MULTITEMPORAL SPECTRAL ANALYSIS FOR ALGAE DETECTION IN AN EUTROPHIC LAKE USING SENTINEL 2 IMAGES
Keywords: eutrophication, phytoplankton, Sentinel-2, multitemporal, unmixing, turbid water
Abstract. Eutrophication is characterized by excessive plant and algal growth due to the increased of organic matter, carbon dioxide and nutrients in water body. Although eutrophication naturally occurs over centuries as lakes age, human activities have accelerated it processes and caused dramatic changes to the aquatic ecosystems including elevated algae blooms and risk for hypoxia as well as degradation in the quality of drinking water and fisheries. Monitoring eutrophic processes is therefore highly important to human health and to the aquatic environment. However, the spatial and seasonal distribution of the phenomena and its dynamic are difficult to be resolved using conventional methods as water sampling or sparse acquisition of remote sensing data. This research work proposes a methodology that takes advantage of the high temporal resolution of Sentinel-2 (S2) for monitoring eutrophic reservoir.
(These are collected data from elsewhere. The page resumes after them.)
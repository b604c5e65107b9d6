// ==========================================
// Abrazaderas - catalog gateway
// ==========================================
// Boundary to the product catalog that owns persistence.
// The engines never talk to storage directly; importers and the request
// materializer go through this trait.
// ==========================================

use crate::domain::clamp::{ClampSpec, ParsedClampSpec};
use crate::domain::types::{Fabrication, Shape};
use async_trait::async_trait;
use rust_decimal::Decimal;
use serde::{Deserialize, Serialize};

/// Category imported clamps are filed under.
pub const CLAMP_CATEGORY_NAME: &str = "ABRAZADERAS";

// ==========================================
// ClampSpecRecord - technical attributes stored next to a product
// ==========================================
#[derive(Debug, Clone, PartialEq, Eq, Serialize, Deserialize)]
pub struct ClampSpecRecord {
    pub fabrication: Option<Fabrication>,
    pub diameter: Option<String>,
    pub width: Option<u32>,
    pub length: Option<u32>,
    pub shape: Option<Shape>,
    pub parse_confidence: i32,
    pub parse_warnings: Vec<String>,
    /// Edited by hand; imports must not replace it.
    pub manual_override: bool,
}

impl From<&ParsedClampSpec> for ClampSpecRecord {
    fn from(parsed: &ParsedClampSpec) -> Self {
        Self {
            fabrication: parsed.fabrication,
            diameter: parsed.diameter.clone(),
            width: parsed.width,
            length: parsed.length,
            shape: parsed.shape,
            parse_confidence: parsed.parse_confidence,
            parse_warnings: parsed.parse_warnings.clone(),
            manual_override: false,
        }
    }
}

impl ClampSpecRecord {
    /// Same five technical attributes as `spec`.
    pub fn matches(&self, spec: &ClampSpec) -> bool {
        self.fabrication == Some(spec.fabrication())
            && self.diameter.as_deref() == Some(spec.diameter())
            && self.width == Some(spec.width_mm())
            && self.length == Some(spec.length_mm())
            && self.shape == Some(spec.shape())
    }
}

// ==========================================
// ImportedClamp - one product row from a bulk import
// ==========================================
#[derive(Debug, Clone, PartialEq, Eq, Serialize, Deserialize)]
pub struct ImportedClamp {
    pub sku: String,
    pub name: String,
    pub description: String,
    pub price: Decimal,
    pub category: String,
    pub specs: ClampSpecRecord,
}

/// Result of an upsert.
#[derive(Debug, Clone, Copy, PartialEq, Eq, Serialize, Deserialize)]
pub struct UpsertOutcome {
    pub created: bool,
    /// False when existing specs were kept because of `manual_override`.
    pub specs_replaced: bool,
}

// ==========================================
// CatalogGateway
// ==========================================
#[async_trait]
pub trait CatalogGateway: Send + Sync {
    /// A product with this SKU already exists.
    async fn product_exists(&self, sku: &str) -> anyhow::Result<bool>;

    /// SKU of a product whose specs match exactly, if any.
    async fn find_by_specs(&self, spec: &ClampSpec) -> anyhow::Result<Option<String>>;

    /// Create or update the product by SKU and attach its specs.
    ///
    /// Specs flagged `manual_override` on the stored product are left as-is.
    async fn upsert_imported_clamp(&self, clamp: ImportedClamp) -> anyhow::Result<UpsertOutcome>;
}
Specifically, it uses large temporal series of S2 images and advanced temporal unmixing model to estimate the abundance of [Chl-a] and algae species in San Roque reservoir, Argentina, in the period August 2016 to August 2019. The spatial patterns and the temporal tendencies of these aquatic indicators, that have a direct link to Eutrophication, were analysed and evaluated using in situ data in order to assess their contribution to the local water management.